PROBLEM REQUIREMENTS
Please start at the first line of the records beneath and quote each line exactly, ending with the line containing "let file_name = match".

THE DATA section start

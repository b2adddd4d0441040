//! Filesystem-based artifact storage.

use crate::{ArtifactStore, content_hash};
use reelforge_core::{ArtifactKind, ArtifactRef};
use reelforge_error::{ReelforgeResult, StorageError, StorageErrorKind};
use std::path::{Path, PathBuf};

const BACKEND: &str = "filesystem";

/// Filesystem storage backend.
///
/// Stores artifacts in a content-addressable structure:
/// `{base_path}/{kind}/{hash[0:2]}/{hash[2:4]}/{hash}.{ext}`
///
/// Identical bytes map to the same file, so storing twice is cheap.
#[derive(Debug, Clone)]
pub struct FileSystemArtifactStore {
    base_path: PathBuf,
}

impl FileSystemArtifactStore {
    /// Create a new filesystem store, creating the base directory if needed.
    ///
    /// # Errors
    ///
    /// Returns error if the directory cannot be created.
    #[tracing::instrument(skip(base_path))]
    pub fn new(base_path: impl Into<PathBuf>) -> ReelforgeResult<Self> {
        let base_path = base_path.into();

        std::fs::create_dir_all(&base_path).map_err(|e| {
            StorageError::new(StorageErrorKind::DirectoryCreation(format!(
                "{}: {}",
                base_path.display(),
                e
            )))
        })?;

        tracing::info!(path = %base_path.display(), "Created filesystem artifact store");
        Ok(Self { base_path })
    }

    /// Root directory of the store.
    pub fn base_path(&self) -> &Path {
        &self.base_path
    }

    fn path_for(&self, hash: &str, kind: ArtifactKind, mime_type: &str) -> PathBuf {
        let type_dir = match kind {
            ArtifactKind::Image => "images",
            ArtifactKind::Audio => "audio",
            ArtifactKind::Frame => "frames",
            ArtifactKind::Video => "video",
        };

        let file_name = match extension_for(mime_type) {
            Some(ext) => format!("{}.{}", hash, ext),
            None => hash.to_string(),
        };

        self.base_path
            .join(type_dir)
            .join(&hash[0..2])
            .join(&hash[2..4])
            .join(file_name)
    }

    fn check_backend(reference: &ArtifactRef) -> ReelforgeResult<()> {
        if reference.backend() != BACKEND {
            return Err(StorageError::new(StorageErrorKind::BackendMismatch(format!(
                "expected {}, got {}",
                BACKEND,
                reference.backend()
            )))
            .into());
        }
        Ok(())
    }
}

fn extension_for(mime_type: &str) -> Option<&'static str> {
    match mime_type {
        "image/png" => Some("png"),
        "image/jpeg" => Some("jpg"),
        "image/webp" => Some("webp"),
        "audio/mpeg" | "audio/mp3" => Some("mp3"),
        "audio/wav" | "audio/x-wav" => Some("wav"),
        "video/mp4" => Some("mp4"),
        _ => None,
    }
}

#[async_trait::async_trait]
impl ArtifactStore for FileSystemArtifactStore {
    fn backend_name(&self) -> &'static str {
        BACKEND
    }

    #[tracing::instrument(skip(self, data), fields(size = data.len(), kind = %kind))]
    async fn store(
        &self,
        data: &[u8],
        kind: ArtifactKind,
        mime_type: &str,
    ) -> ReelforgeResult<ArtifactRef> {
        let hash = content_hash(data);
        let path = self.path_for(&hash, kind, mime_type);

        if tokio::fs::try_exists(&path).await.unwrap_or(false) {
            tracing::debug!(hash = %hash, path = %path.display(), "Artifact already stored");
        } else {
            if let Some(parent) = path.parent() {
                tokio::fs::create_dir_all(parent).await.map_err(|e| {
                    StorageError::new(StorageErrorKind::DirectoryCreation(format!(
                        "{}: {}",
                        parent.display(),
                        e
                    )))
                })?;
            }

            // Temp file + rename keeps readers from seeing partial writes.
            let temp_path = path.with_extension("tmp");
            tokio::fs::write(&temp_path, data).await.map_err(|e| {
                StorageError::new(StorageErrorKind::FileWrite(format!(
                    "{}: {}",
                    temp_path.display(),
                    e
                )))
            })?;

            tokio::fs::rename(&temp_path, &path).await.map_err(|e| {
                StorageError::new(StorageErrorKind::FileWrite(format!(
                    "rename {} to {}: {}",
                    temp_path.display(),
                    path.display(),
                    e
                )))
            })?;

            tracing::debug!(hash = %hash, path = %path.display(), "Stored artifact");
        }

        Ok(ArtifactRef::new(
            kind,
            mime_type,
            hash,
            data.len() as u64,
            BACKEND,
            path.to_string_lossy().to_string(),
        ))
    }

    #[tracing::instrument(skip(self, reference), fields(path = %reference.location()))]
    async fn retrieve(&self, reference: &ArtifactRef) -> ReelforgeResult<Vec<u8>> {
        Self::check_backend(reference)?;
        let path = Path::new(reference.location());

        tokio::fs::read(path).await.map_err(|e| {
            if e.kind() == std::io::ErrorKind::NotFound {
                StorageError::new(StorageErrorKind::NotFound(reference.location().clone())).into()
            } else {
                StorageError::new(StorageErrorKind::FileRead(format!(
                    "{}: {}",
                    path.display(),
                    e
                )))
                .into()
            }
        })
    }

    #[tracing::instrument(skip(self, reference), fields(path = %reference.location()))]
    async fn delete(&self, reference: &ArtifactRef) -> ReelforgeResult<()> {
        Self::check_backend(reference)?;
        match tokio::fs::remove_file(reference.location()).await {
            Ok(()) => {
                tracing::debug!("Deleted artifact");
                Ok(())
            }
            Err(e) if e.kind() == std::io::ErrorKind::NotFound => Ok(()),
            Err(e) => Err(StorageError::new(StorageErrorKind::FileDelete(format!(
                "{}: {}",
                reference.location(),
                e
            )))
            .into()),
        }
    }

    async fn exists(&self, reference: &ArtifactRef) -> ReelforgeResult<bool> {
        Self::check_backend(reference)?;
        Ok(tokio::fs::try_exists(reference.location())
            .await
            .unwrap_or(false))
    }

    fn local_path(&self, reference: &ArtifactRef) -> Option<PathBuf> {
        (reference.backend() == BACKEND).then(|| PathBuf::from(reference.location()))
    }
}
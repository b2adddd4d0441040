//! Artifact storage error types.

/// Kinds of storage errors.
#[derive(Debug, Clone, PartialEq, Eq, Hash, PartialOrd, Ord, derive_more::Display)]
pub enum StorageErrorKind {
    /// Failed to create storage directory
    #[display("Failed to create storage directory: {}", _0)]
    DirectoryCreation(String),
    /// Failed to write file
    #[display("Failed to write file: {}", _0)]
    FileWrite(String),
    /// Failed to read file
    #[display("Failed to read file: {}", _0)]
    FileRead(String),
    /// Failed to delete file
    #[display("Failed to delete file: {}", _0)]
    FileDelete(String),
    /// Artifact not found at the specified location
    #[display("Artifact not found: {}", _0)]
    NotFound(String),
    /// Artifact reference belongs to a different backend
    #[display("Backend mismatch: {}", _0)]
    BackendMismatch(String),
}

/// Storage error with location tracking.
///
/// # Examples
///
/// ```
/// use reelforge_error::{StorageError, StorageErrorKind};
///
/// let err = StorageError::new(StorageErrorKind::NotFound("/path/to/file".to_string()));
/// assert!(format!("{}", err).contains("not found"));
/// ```
#[derive(Debug, Clone, derive_more::Display, derive_more::Error)]
#[display("Storage Error: {} at line {} in {}", kind, line, file)]
pub struct StorageError {
    /// The kind of error that occurred
    pub kind: StorageErrorKind,
    /// Line number where error was created
    pub line: u32,
    /// File where error was created
    pub file: &'static str,
}

impl StorageError {
    /// Create a new storage error with automatic location tracking.
    #[track_caller]
    pub fn new(kind: StorageErrorKind) -> Self {
        let location = std::panic::Location::caller();
        Self {
            kind,
            line: location.line(),
            file: location.file(),
        }
    }
}
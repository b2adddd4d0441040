//! Video composition: ordered segments handed to the encoder.

use crate::storyboard::truncate_chars;
use chrono::{DateTime, Local};
use reelforge_core::{BackgroundMusic, Scene, VideoSettings};
use reelforge_error::{PipelineError, PipelineErrorKind, ReelforgeError, ReelforgeResult};
use reelforge_interface::{EncodeJob, EncodedVideo, VideoEncoder, VideoSegment};
use reelforge_rate_limit::ReelforgeConfig;
use std::path::{Path, PathBuf};
use std::sync::Arc;
use tracing::{info, instrument};

/// Title characters kept in a generated file name.
const FILE_TITLE_CHARS: usize = 10;

/// Segments for every usable scene, in ascending index order.
///
/// Failed and pending scenes are skipped. A scene plays for the length of
/// its narration audio, or `default_seconds` when it is silent.
pub fn plan_segments(scenes: &[Scene], default_seconds: f64) -> Vec<VideoSegment> {
    let mut usable: Vec<&Scene> = scenes
        .iter()
        .filter(|s| s.status().is_usable())
        .collect();
    usable.sort_by_key(|s| *s.index());

    usable
        .into_iter()
        .filter_map(|scene| {
            let frame = scene.frame_image().clone()?;
            let duration = match (scene.narration_audio(), scene.audio_duration()) {
                (Some(_), Some(seconds)) if *seconds > 0.0 => *seconds,
                _ => default_seconds,
            };
            Some(VideoSegment::new(
                *scene.index(),
                frame,
                scene.narration_audio().clone(),
                duration,
            ))
        })
        .collect()
}

/// `{dir}/{YYYYmmdd_HHMMSS}_{title prefix}.mp4`, with `/` and spaces in the
/// title replaced by `_`.
pub fn default_output_path(dir: &Path, title: &str, now: DateTime<Local>) -> PathBuf {
    let prefix: String = truncate_chars(title, FILE_TITLE_CHARS)
        .chars()
        .map(|c| if c == '/' || c.is_whitespace() { '_' } else { c })
        .collect();
    dir.join(format!("{}_{}.mp4", now.format("%Y%m%d_%H%M%S"), prefix))
}

/// Result of a successful composition.
#[derive(Debug, Clone, PartialEq)]
pub struct Composition {
    /// Encoder output
    pub video: EncodedVideo,
    /// Scene indices in the video, ascending
    pub scenes_included: Vec<usize>,
}

/// Builds the encode job from the finished scenes.
#[derive(Clone)]
pub struct VideoCompositor {
    encoder: Arc<dyn VideoEncoder>,
    settings: VideoSettings,
    default_scene_seconds: f64,
    output_dir: PathBuf,
}

impl VideoCompositor {
    /// Create a compositor.
    pub fn new(
        encoder: Arc<dyn VideoEncoder>,
        settings: VideoSettings,
        default_scene_seconds: f64,
        output_dir: impl Into<PathBuf>,
    ) -> Self {
        Self {
            encoder,
            settings,
            default_scene_seconds,
            output_dir: output_dir.into(),
        }
    }

    /// Build from `[video]`, `[pipeline]` and `[output]` configuration.
    pub fn from_config(encoder: Arc<dyn VideoEncoder>, config: &ReelforgeConfig) -> Self {
        Self::new(
            encoder,
            config.video_settings(),
            config.pipeline.default_scene_seconds,
            config.output.directory.clone(),
        )
    }

    /// Output path for a title when the request does not name one.
    pub fn output_path_for(&self, title: &str) -> PathBuf {
        default_output_path(&self.output_dir, title, Local::now())
    }

    /// Encode the usable scenes into one video.
    ///
    /// # Errors
    ///
    /// Returns `RunAborted` without calling the encoder when no scene is
    /// usable, or `Composition` when the encoder fails.
    #[instrument(skip_all, fields(output = %output_path.display()))]
    pub async fn compose(
        &self,
        scenes: &[Scene],
        bgm: Option<BackgroundMusic>,
        output_path: PathBuf,
    ) -> ReelforgeResult<Composition> {
        let segments = plan_segments(scenes, self.default_scene_seconds);
        if segments.is_empty() {
            return Err(PipelineError::new(PipelineErrorKind::RunAborted(
                "no usable scenes to compose".to_string(),
            ))
            .into());
        }

        let scenes_included: Vec<usize> = segments.iter().map(|s| *s.scene_index()).collect();
        let job = EncodeJob::new(segments, bgm, self.settings, output_path);
        info!(
            segments = scenes_included.len(),
            duration = job.total_duration(),
            "Encoding video"
        );

        let video = self.encoder.encode(&job).await.map_err(|e| {
            ReelforgeError::from(PipelineError::new(PipelineErrorKind::Composition(
                e.to_string(),
            )))
        })?;

        Ok(Composition {
            video,
            scenes_included,
        })
    }
}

THE DATA section end

SOLUTION
repository b2adddd4d0441040
//! Filesystem-based artifact storage.

use crate::{ArtifactStore, content_hash};
use reelforge_core::{ArtifactKind, ArtifactRef};
use reelforge_error::{ReelforgeResult, StorageError, StorageErrorKind};
use std::path::{Path, PathBuf};

const BACKEND: &str = "filesystem";

/// Filesystem storage backend.
///
/// Stores artifacts in a content-addressable structure:
/// `{base_path}/{kind}/{hash[0:2]}/{hash[2:4]}/{hash}.{ext}`
///
/// Identical bytes map to the same file, so storing twice is cheap.
#[derive(Debug, Clone)]
pub struct FileSystemArtifactStore {
    base_path: PathBuf,
}

impl FileSystemArtifactStore {
    /// Create a new filesystem store, creating the base directory if needed.
    ///
    /// # Errors
    ///
    /// Returns error if the directory cannot be created.
    #[tracing::instrument(skip(base_path))]
    pub fn new(base_path: impl Into<PathBuf>) -> ReelforgeResult<Self> {
        let base_path = base_path.into();

        std::fs::create_dir_all(&base_path).map_err(|e| {
            StorageError::new(StorageErrorKind::DirectoryCreation(format!(
                "{}: {}",
                base_path.display(),
                e
            )))
        })?;

        tracing::info!(path = %base_path.display(), "Created filesystem artifact store");
        Ok(Self { base_path })
    }

    /// Root directory of the store.
    pub fn base_path(&self) -> &Path {
        &self.base_path
    }

    fn path_for(&self, hash: &str, kind: ArtifactKind, mime_type: &str) -> PathBuf {
        let type_dir = match kind {
            ArtifactKind::Image => "images",
            ArtifactKind::Audio => "audio",
            ArtifactKind::Frame => "frames",
            ArtifactKind::Video => "video",
        };

        let file_name = match extension_for(mime_type) {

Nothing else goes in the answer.